I’d better not lose it! I thought. The exchange went smoothly, and I took off. The leg started with a slight uphill, before a gentle downhill where I could really let my legs rip. I felt like I was running so fast, that is until several elite men passed me like I was standing still. I didn’t see any other women though, and I kind of wish I had someone to try and keep up with.
This is actually from the second time I ran the leg through Frogner park, but here I am in action. 

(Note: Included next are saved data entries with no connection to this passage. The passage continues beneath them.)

//! One line per category over two numeric columns.

use super::axes::{frame, legend, AxisSpec, TickFormat};
use super::stats::sort_by_x;
use super::theme::Theme;
use super::{Chart, DrawError};
use crate::models::Table;
use plotters::coord::Shift;
use plotters::prelude::*;

/// Which columns of a table feed a per-category series chart.
#[derive(Debug, Clone, PartialEq)]
pub struct SeriesLayout {
    pub category_column: String,
    /// Category values to plot, in drawing order.
    pub categories: Vec<String>,
    pub x_column: String,
    pub y_column: String,
    pub x_label: String,
    pub y_label: String,
    pub x_limits: (f64, f64),
    pub y_limits: (f64, f64),
}

impl SeriesLayout {
    /// Numeric `(x, y)` points of one category, sorted by x.
    pub fn points(&self, table: &Table, category: &str) -> Result<Vec<(f64, f64)>, DrawError> {
        let rows = table.filter_eq(&self.category_column, category);
        let mut points = rows
            .numeric_pairs(&self.x_column, &self.y_column)
            .ok_or_else(|| {
                DrawError::new(format!(
                    "missing column '{}' or '{}'",
                    self.x_column, self.y_column
                ))
            })?;
        if points.is_empty() {
            return Err(DrawError::new(format!(
                "no numeric rows for {} = '{}'",
                self.category_column, category
            )));
        }
        sort_by_x(&mut points);
        Ok(points)
    }

    pub(crate) fn check(&self, table: &Table) -> Result<(), DrawError> {
        if self.categories.is_empty() {
            return Err(DrawError::new("no categories to plot"));
        }
        if table.column_index(&self.category_column).is_none() {
            return Err(DrawError::new(format!(
                "missing column '{}'",
                self.category_column
            )));
        }
        if !(self.x_limits.1 > self.x_limits.0) || !(self.y_limits.1 > self.y_limits.0) {
            return Err(DrawError::new("axis limits must be increasing"));
        }
        Ok(())
    }

    /// Frame settings with the given y tick format.
    pub(crate) fn axis_spec(&self, y_format: TickFormat) -> AxisSpec {
        AxisSpec::new(self.x_limits, self.y_limits)
            .labels(&self.x_label, &self.y_label)
            .formats(TickFormat::Plain, y_format)
    }
}

/// Multi-category line chart.
#[derive(Debug, Clone)]
pub struct LineChart<'a> {
    pub table: &'a Table,
    pub layout: SeriesLayout,
}

impl<'a> LineChart<'a> {
    pub fn new(table: &'a Table, layout: SeriesLayout) -> Self {
        Self { table, layout }
    }
}

impl Chart for LineChart<'_> {
    fn draw<DB: DrawingBackend>(
        &self,
        area: &DrawingArea<DB, Shift>,
        theme: &Theme,
    ) -> Result<(), DrawError> {
        let layout = &self.layout;
        layout.check(self.table)?;

        // collect everything first so a bad category leaves the area blank
        let series = layout
            .categories
            .iter()
            .map(|category| layout.points(self.table, category))
            .collect::<Result<Vec<_>, _>>()?;

        let mut chart = frame(area, theme, &layout.axis_spec(TickFormat::Plain))?;
        let width = theme.stroke(1.0);
        for (i, (category, points)) in layout.categories.iter().zip(series).enumerate() {
            let style = theme.color(i).stroke_width(width);
            chart
                .draw_series(LineSeries::new(points, style))?
                .label(category.as_str())
                .legend(move |(x, y)| PathElement::new(vec![(x, y), (x + 20, y)], style));
        }
        legend(&mut chart, theme)
    }
}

My whole chest started to hurt and my stomach went numb as I crossed the road out of Frogner Park to complete the final few turns before the sprint to the finish. I was glad I knew where the final turn would be as I sprinted through the maze of streets. The hill to the finish seemed to at least have tripled in size since I last saw it, but I was happy to spot Santoucha, who I would exchange with, waiting on top. I thrust the baton into her hand, gasping for air, my little part in this event now over.
This is how I feel about racing 1500 meters. 
The results later showed that OSI had been in second in our category, not first (I missed the first woman somehow). I held on to our second place, although I unfortunately lost 5 seconds to the chasing third place team. We got caught at the very end of the relay, but managed to keep third place. The exciting part of all of this is that by coming in third place, OSI is now qualified to compete in the women’s elite category next year.

And then there were the two other legs. All I can say is I ran them, but that running got slower and progressively more painful with every leg. The later legs were also more chaotic, since more teams were out on the course. I learned my lesson though: 1500 meters a full speed shouldn’t be taken for granted!

The upshot of all of this is that I now have a team to train with – OSI. There are lots of fast ladies for me to try and keep up with, and I’ve been enjoying meeting new running buddies at every practice. As someone who mostly runs alone, I think I have a lot to gain by being challenged by others. Besides, I have to run faster at Holmenkollstafetten next year!

- The Wild Bazilchuk

2 comments:

  1. That last photo almost sent water shooting out my nose! I'm fairly certain the metric mile is the worst distance ever.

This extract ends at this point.